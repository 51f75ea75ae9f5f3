//! Server façade: wires the acceptor's new connections into the pool.

use std::io;
use std::net::SocketAddr;
use std::os::unix::io::{AsRawFd, OwnedFd, RawFd};
use std::sync::atomic::{AtomicBool, AtomicUsize, Ordering};
use std::sync::Arc;

use ahash::AHashMap;
use parking_lot::Mutex;
use tracing::{debug, info};

use crate::acceptor::Acceptor;
use crate::address::Address;
use crate::connection::{
    Connection, ConnectionCallback, ConnectionRef, ErrorCallback, HighWaterMarkCallback,
    MessageCallback, WriteCompleteCallback, DEFAULT_HIGH_WATER_MARK,
};
use crate::error::Result;
use crate::event_loop::EventLoop;
use crate::pool::WorkerPool;

#[derive(Default)]
struct UserCallbacks {
    on_connection: Option<ConnectionCallback>,
    on_message: Option<MessageCallback>,
    on_write_complete: Option<WriteCompleteCallback>,
    on_error: Option<ErrorCallback>,
    on_high_water_mark: Option<HighWaterMarkCallback>,
}

/// Composes the acceptor and the worker pool.
///
/// Accepted descriptors are wrapped into [`Connection`]s on the acceptor
/// loop, round-robined onto worker loops, and armed there via a deferred
/// `connect_established` so user callbacks are in place before I/O starts.
/// The connection map is mutated on the acceptor loop only.
pub struct Server {
    main_loop: Arc<EventLoop>,
    acceptor: Arc<Acceptor>,
    pool: Arc<WorkerPool>,
    connections: Mutex<AHashMap<RawFd, ConnectionRef>>,
    started: AtomicBool,
    high_water_mark: AtomicUsize,
    callbacks: Mutex<UserCallbacks>,
}

impl Server {
    /// Bind the listener on `addr`; `main_loop` becomes the acceptor loop.
    ///
    /// The embedder owns `main_loop` and is expected to call its `run()`
    /// after [`Server::start`].
    pub fn new(main_loop: Arc<EventLoop>, addr: &Address) -> Result<Arc<Self>> {
        let acceptor = Acceptor::new(main_loop.clone(), addr)?;
        let pool = Arc::new(WorkerPool::new(main_loop.clone()));

        let server = Arc::new(Self {
            main_loop,
            acceptor,
            pool,
            connections: Mutex::new(AHashMap::new()),
            started: AtomicBool::new(false),
            high_water_mark: AtomicUsize::new(DEFAULT_HIGH_WATER_MARK),
            callbacks: Mutex::new(UserCallbacks::default()),
        });

        let weak = Arc::downgrade(&server);
        server
            .acceptor
            .set_new_connection_callback(Box::new(move |fd, peer| {
                if let Some(server) = weak.upgrade() {
                    server.new_connection(fd, peer);
                }
            }));
        Ok(server)
    }

    /// Number of worker loops hosting connections. Zero keeps everything
    /// on the acceptor loop. Must precede [`Server::start`].
    pub fn set_thread_count(&self, count: usize) -> Result<()> {
        self.pool.set_thread_count(count)
    }

    pub fn set_connection_callback(&self, callback: ConnectionCallback) {
        self.callbacks.lock().on_connection = Some(callback);
    }

    pub fn set_message_callback(&self, callback: MessageCallback) {
        self.callbacks.lock().on_message = Some(callback);
    }

    pub fn set_write_complete_callback(&self, callback: WriteCompleteCallback) {
        self.callbacks.lock().on_write_complete = Some(callback);
    }

    pub fn set_error_callback(&self, callback: ErrorCallback) {
        self.callbacks.lock().on_error = Some(callback);
    }

    pub fn set_high_water_mark_callback(&self, callback: HighWaterMarkCallback) {
        self.callbacks.lock().on_high_water_mark = Some(callback);
    }

    /// Output-buffer threshold copied onto every new connection.
    pub fn set_high_water_mark(&self, bytes: usize) {
        self.high_water_mark.store(bytes, Ordering::Relaxed);
    }

    /// The bound listen address; useful when binding port 0.
    pub fn local_addr(&self) -> io::Result<SocketAddr> {
        self.acceptor.local_addr()
    }

    pub fn connection_count(&self) -> usize {
        self.connections.lock().len()
    }

    pub fn main_loop(&self) -> &Arc<EventLoop> {
        &self.main_loop
    }

    /// Start the worker pool, then arm the acceptor.
    pub fn start(&self) -> Result<()> {
        if self.started.swap(true, Ordering::AcqRel) {
            debug!("server already started");
            return Ok(());
        }
        self.pool.start()?;
        self.acceptor.start();
        info!(
            workers = self.pool.thread_count(),
            "server started"
        );
        Ok(())
    }

    /// Runs on the acceptor loop for every accepted descriptor.
    fn new_connection(self: &Arc<Self>, fd: OwnedFd, peer: SocketAddr) {
        let worker = self.pool.next_loop();
        let raw = fd.as_raw_fd();
        let conn = Connection::new(worker.clone(), fd);

        {
            let callbacks = self.callbacks.lock();
            if let Some(cb) = &callbacks.on_connection {
                conn.set_connection_callback(cb.clone());
            }
            if let Some(cb) = &callbacks.on_message {
                conn.set_message_callback(cb.clone());
            }
            if let Some(cb) = &callbacks.on_write_complete {
                conn.set_write_complete_callback(cb.clone());
            }
            if let Some(cb) = &callbacks.on_error {
                conn.set_error_callback(cb.clone());
            }
            if let Some(cb) = &callbacks.on_high_water_mark {
                conn.set_high_water_mark_callback(cb.clone());
            }
        }
        conn.set_high_water_mark(self.high_water_mark.load(Ordering::Relaxed));

        let weak = Arc::downgrade(self);
        conn.set_close_callback(Arc::new(move |conn| {
            if let Some(server) = weak.upgrade() {
                server.remove_connection(conn);
            }
        }));

        self.connections.lock().insert(raw, conn.clone());
        debug!(fd = raw, peer = %peer, "connection dispatched to worker");

        // Arming is deferred to the worker so callbacks are registered
        // before the first readiness fire.
        worker.queue_in_loop(move || conn.connect_established());
    }

    /// Drop the server's reference to a closing connection.
    ///
    /// Map mutations happen on the acceptor loop; calls from worker
    /// threads re-dispatch themselves there. The final strong reference is
    /// then queued back to the owning worker loop, so the connection is
    /// destroyed on its own thread after the current turn finishes.
    pub fn remove_connection(self: &Arc<Self>, conn: &ConnectionRef) {
        let server = self.clone();
        let conn = conn.clone();
        self.main_loop
            .run_in_loop(move || server.remove_connection_in_loop(conn));
    }

    fn remove_connection_in_loop(&self, conn: ConnectionRef) {
        let removed = self.connections.lock().remove(&conn.fd());
        if removed.is_none() {
            debug!(fd = conn.fd(), "connection was already removed");
        }
        let worker = conn.owner_loop().clone();
        let retained = (removed, conn);
        worker.queue_in_loop(move || drop(retained));
    }

    /// Detach the acceptor, tear down every connection on its worker loop,
    /// then stop and join the pool. The main loop itself stays with the
    /// embedder.
    pub fn stop(&self) {
        if !self.started.load(Ordering::Acquire) {
            return;
        }
        self.acceptor.stop();

        let drained: Vec<ConnectionRef> = {
            let mut connections = self.connections.lock();
            connections.drain().map(|(_, conn)| conn).collect()
        };
        for conn in drained {
            let worker = conn.owner_loop().clone();
            worker.queue_in_loop(move || conn.connect_destroyed());
        }

        self.pool.stop();
        info!("server stopped");
    }
}

impl std::fmt::Debug for Server {
    fn fmt(&self, f: &mut std::fmt::Formatter<'_>) -> std::fmt::Result {
        f.debug_struct("Server")
            .field("connections", &self.connection_count())
            .field("workers", &self.pool.thread_count())
            .finish()
    }
}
=====
▸ Your goal
The records above need to be output again, verbatim.

▸ Result of the exercise
repository 51f75ea75ae9f5f3
//! Server façade: wires the acceptor's new connections into the pool.

use std::io;
use std::net::SocketAddr;
use std::os::unix::io::{AsRawFd, OwnedFd, RawFd};
use std::sync::atomic::{AtomicBool, AtomicUsize, Ordering};
use std::sync::Arc;

use ahash::AHashMap;
use parking_lot::Mutex;
use tracing::{debug, info};

use crate::acceptor::Acceptor;
use crate::address::Address;
use crate::connection::{
    Connection, ConnectionCallback, ConnectionRef, ErrorCallback, HighWaterMarkCallback,
    MessageCallback, WriteCompleteCallback, DEFAULT_HIGH_WATER_MARK,
};
use crate::error::Result;
use crate::event_loop::EventLoop;
use crate::pool::WorkerPool;

#[derive(Default)]
struct UserCallbacks {
    on_connection: Option<ConnectionCallback>,
    on_message: Option<MessageCallback>,
    on_write_complete: Option<WriteCompleteCallback>,
    on_error: Option<ErrorCallback>,
    on_high_water_mark: Option<HighWaterMarkCallback>,
}

/// Composes the acceptor and the worker pool.
///
/// Accepted descriptors are wrapped into [`Connection`]s on the acceptor
/// loop, round-robined onto worker loops, and armed there via a deferred
/// `connect_established` so user callbacks are in place before I/O starts.
/// The connection map is mutated on the acceptor loop only.
pub struct Server {
    main_loop: Arc<EventLoop>,
    acceptor: Arc<Acceptor>,
    pool: Arc<WorkerPool>,
    connections: Mutex<AHashMap<RawFd, ConnectionRef>>,
    started: AtomicBool,
    high_water_mark: AtomicUsize,
    callbacks: Mutex<UserCallbacks>,
}

impl Server {
    /// Bind the listener on `addr`; `main_loop` becomes the acceptor loop.
    ///
    /// The embedder owns `main_loop` and is expected to call its `run()`
    /// after [`Server::start`].
    pub fn new(main_loop: Arc<EventLoop>, addr: &Address) -> Result<Arc<Self>> {
        let acceptor = Acceptor::new(main_loop.clone(), addr)?;
        let pool = Arc::new(WorkerPool::new(main_loop.clone()));

        let server = Arc::new(Self {
            main_loop,
            acceptor,
            pool,
            connections: Mutex::new(AHashMap::new()),
            started: AtomicBool::new(false),
            high_water_mark: AtomicUsize::new(DEFAULT_HIGH_WATER_MARK),
            callbacks: Mutex::new(UserCallbacks::default()),
        });

        let weak = Arc::downgrade(&server);
        server
            .acceptor
            .set_new_connection_callback(Box::new(move |fd, peer| {
                if let Some(server) = weak.upgrade() {
                    server.new_connection(fd, peer);
                }
            }));
        Ok(server)
    }

    /// Number of worker loops hosting connections. Zero keeps everything
    /// on the acceptor loop. Must precede [`Server::start`].
    pub fn set_thread_count(&self, count: usize) -> Result<()> {
        self.pool.set_thread_count(count)
    }

    pub fn set_connection_callback(&self, callback: ConnectionCallback) {
        self.callbacks.lock().on_connection = Some(callback);
    }

    pub fn set_message_callback(&self, callback: MessageCallback) {
        self.callbacks.lock().on_message = Some(callback);
    }

    pub fn set_write_complete_callback(&self, callback: WriteCompleteCallback) {
        self.callbacks.lock().on_write_complete = Some(callback);
    }

    pub fn set_error_callback(&self, callback: ErrorCallback) {
        self.callbacks.lock().on_error = Some(callback);
    }

    pub fn set_high_water_mark_callback(&self, callback: HighWaterMarkCallback) {
        self.callbacks.lock().on_high_water_mark = Some(callback);
    }

    /// Output-buffer threshold copied onto every new connection.
    pub fn set_high_water_mark(&self, bytes: usize) {
        self.high_water_mark.store(bytes, Ordering::Relaxed);
    }

    /// The bound listen address; useful when binding port 0.
    pub fn local_addr(&self) -> io::Result<SocketAddr> {
        self.acceptor.local_addr()
    }

    pub fn connection_count(&self) -> usize {
        self.connections.lock().len()
    }

    pub fn main_loop(&self) -> &Arc<EventLoop> {
        &self.main_loop
    }

    /// Start the worker pool, then arm the acceptor.
    pub fn start(&self) -> Result<()> {
        if self.started.swap(true, Ordering::AcqRel) {
            debug!("server already started");
            return Ok(());
        }
        self.pool.start()?;
        self.acceptor.start();
        info!(
            workers = self.pool.thread_count(),
            "server started"
        );
        Ok(())
    }

    /// Runs on the acceptor loop for every accepted descriptor.
    fn new_connection(self: &Arc<Self>, fd: OwnedFd, peer: SocketAddr) {
        let worker = self.pool.next_loop();
        let raw = fd.as_raw_fd();
        let conn = Connection::new(worker.clone(), fd);

        {
            let callbacks = self.callbacks.lock();
            if let Some(cb) = &callbacks.on_connection {
                conn.set_connection_callback(cb.clone());
            }
            if let Some(cb) = &callbacks.on_message {
                conn.set_message_callback(cb.clone());
            }
            if let Some(cb) = &callbacks.on_write_complete {
                conn.set_write_complete_callback(cb.clone());
            }
            if let Some(cb) = &callbacks.on_error {
                conn.set_error_callback(cb.clone());
            }
            if let Some(cb) = &callbacks.on_high_water_mark {
                conn.set_high_water_mark_callback(cb.clone());
            }
        }
        conn.set_high_water_mark(self.high_water_mark.load(Ordering::Relaxed));

        let weak = Arc::downgrade(self);
        conn.set_close_callback(Arc::new(move |conn| {
            if let Some(server) = weak.upgrade() {
                server.remove_connection(conn);
            }
        }));

        self.connections.lock().insert(raw, conn.clone());
        debug!(fd = raw, peer = %peer, "connection dispatched to worker");

        // Arming is deferred to the worker so callbacks are registered
        // before the first readiness fire.
        worker.queue_in_loop(move || conn.connect_established());
    }

    /// Drop the server's reference to a closing connection.
    ///
    /// Map mutations happen on the acceptor loop; calls from worker
    /// threads re-dispatch themselves there. The final strong reference is
    /// then queued back to the owning worker loop, so the connection is
    /// destroyed on its own thread after the current turn finishes.
    pub fn remove_connection(self: &Arc<Self>, conn: &ConnectionRef) {
        let server = self.clone();
        let conn = conn.clone();
        self.main_loop
            .run_in_loop(move || server.remove_connection_in_loop(conn));
    }

    fn remove_connection_in_loop(&self, conn: ConnectionRef) {
        let removed = self.connections.lock().remove(&conn.fd());
        if removed.is_none() {
            debug!(fd = conn.fd(), "connection was already removed");
        }
        let worker = conn.owner_loop().clone();
        let retained = (removed, conn);
        worker.queue_in_loop(move || drop(retained));
    }

    /// Detach the acceptor, tear down every connection on its worker loop,
    /// then stop and join the pool. The main loop itself stays with the
    /// embedder.
    pub fn stop(&self) {
        if !self.started.load(Ordering::Acquire) {
            return;
        }
        self.acceptor.stop();

        let drained: Vec<ConnectionRef> = {
            let mut connections = self.connections.lock();
            connections.drain().map(|(_, conn)| conn).collect()
        };
        for conn in drained {
            let worker = conn.owner_loop().clone();
            worker.queue_in_loop(move || conn.connect_destroyed());
        }

        self.pool.stop();
        info!("server stopped");
    }
}

impl std::fmt::Debug for Server {
    fn fmt(&self, f: &mut std::fmt::Formatter<'_>) -> std::fmt::Result {
        f.debug_struct("Server")
            .field("connections", &self.connection_count())
            .field("workers", &self.pool.thread_count())
            .finish()
    }
}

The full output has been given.